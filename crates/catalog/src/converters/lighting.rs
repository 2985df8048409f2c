//! Converters for on/off, brightness and color clusters.

use meshbridge_domain::converter::{Converter, Definition};
use meshbridge_domain::event::{ClusterId, MessageEvent, MessageType, clusters};
use meshbridge_domain::options::DeviceOptions;
use meshbridge_domain::payload::Payload;
use serde_json::Value;

use super::{as_flag, round_to};

/// Raw chromaticity coordinates are reported as u16 fractions of this.
const COLOR_SCALE: f64 = 65535.0;

/// `genOnOff` reports → `{state: "ON" | "OFF"}`.
pub struct OnOffReport;

impl Converter for OnOffReport {
    fn cluster(&self) -> ClusterId {
        clusters::GEN_ON_OFF
    }

    fn types(&self) -> &'static [MessageType] {
        &[MessageType::AttributeReport, MessageType::ReadResponse]
    }

    fn decode(
        &self,
        _definition: &Definition,
        event: &MessageEvent,
        _emit: &mut dyn FnMut(Payload),
        _options: &DeviceOptions,
    ) -> Option<Payload> {
        let on = as_flag(event.data.get("onOff")?)?;
        let mut payload = Payload::new();
        payload.insert("state", if on { "ON" } else { "OFF" });
        Some(payload)
    }
}

/// `genLevelCtrl` reports → `{brightness}` on the protocol's 0–254 scale.
pub struct BrightnessReport;

impl Converter for BrightnessReport {
    fn cluster(&self) -> ClusterId {
        clusters::GEN_LEVEL_CTRL
    }

    fn types(&self) -> &'static [MessageType] {
        &[MessageType::AttributeReport, MessageType::ReadResponse]
    }

    fn decode(
        &self,
        _definition: &Definition,
        event: &MessageEvent,
        _emit: &mut dyn FnMut(Payload),
        _options: &DeviceOptions,
    ) -> Option<Payload> {
        let level = event.data.get("currentLevel")?.as_u64()?;
        let mut payload = Payload::new();
        payload.insert("brightness", level);
        Some(payload)
    }
}

/// `lightingColorCtrl` reports → `{color: {x, y}}` and/or `{color_temp}`.
///
/// Chromaticity comes in as u16 fractions of 65535 and is rounded to four
/// decimals; color temperature is passed through in mireds.
pub struct ColorReport;

impl Converter for ColorReport {
    fn cluster(&self) -> ClusterId {
        clusters::LIGHTING_COLOR_CTRL
    }

    fn types(&self) -> &'static [MessageType] {
        &[MessageType::AttributeReport, MessageType::ReadResponse]
    }

    fn decode(
        &self,
        _definition: &Definition,
        event: &MessageEvent,
        _emit: &mut dyn FnMut(Payload),
        _options: &DeviceOptions,
    ) -> Option<Payload> {
        let mut payload = Payload::new();

        let raw_x = event.data.get("currentX").and_then(Value::as_u64);
        let raw_y = event.data.get("currentY").and_then(Value::as_u64);
        if let (Some(raw_x), Some(raw_y)) = (raw_x, raw_y) {
            let mut color = serde_json::Map::new();
            #[allow(clippy::cast_precision_loss)]
            color.insert(
                "x".to_owned(),
                round_to(raw_x as f64 / COLOR_SCALE, 4).into(),
            );
            #[allow(clippy::cast_precision_loss)]
            color.insert(
                "y".to_owned(),
                round_to(raw_y as f64 / COLOR_SCALE, 4).into(),
            );
            payload.insert("color", Value::Object(color));
        }

        if let Some(mireds) = event.data.get("colorTemperature").and_then(Value::as_u64) {
            payload.insert("color_temp", mireds);
        }

        if payload.is_empty() {
            None
        } else {
            Some(payload)
        }
    }
}
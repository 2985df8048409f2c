//! State publication — what leaves the pipeline towards subscribers.

use serde::{Deserialize, Serialize};

use crate::address::IeeeAddress;
use crate::id::PublicationId;
use crate::payload::Payload;
use crate::time::{Timestamp, now};

/// A named device's translated state, ready for delivery to subscribers.
#[derive(Debug, Clone, PartialEq, Serialize, Deserialize)]
pub struct StatePublication {
    /// Unique id of this publication.
    pub id: PublicationId,
    /// Device the state belongs to.
    pub address: IeeeAddress,
    /// Translated application-level state.
    pub payload: Payload,
    /// When the publication was created.
    pub timestamp: Timestamp,
}

impl StatePublication {
    /// Create a publication stamped with a fresh id and the current time.
    #[must_use]
    pub fn new(address: IeeeAddress, payload: Payload) -> Self {
        Self {
            id: PublicationId::new(),
            address,
            payload,
            timestamp: now(),
        }
    }
}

Required action ▸ For each line above that holds the string "Serialize", provide a copy of that line.

Your response ▸
use serde::{Deserialize, Serialize};
#[derive(Debug, Clone, PartialEq, Serialize, Deserialize)]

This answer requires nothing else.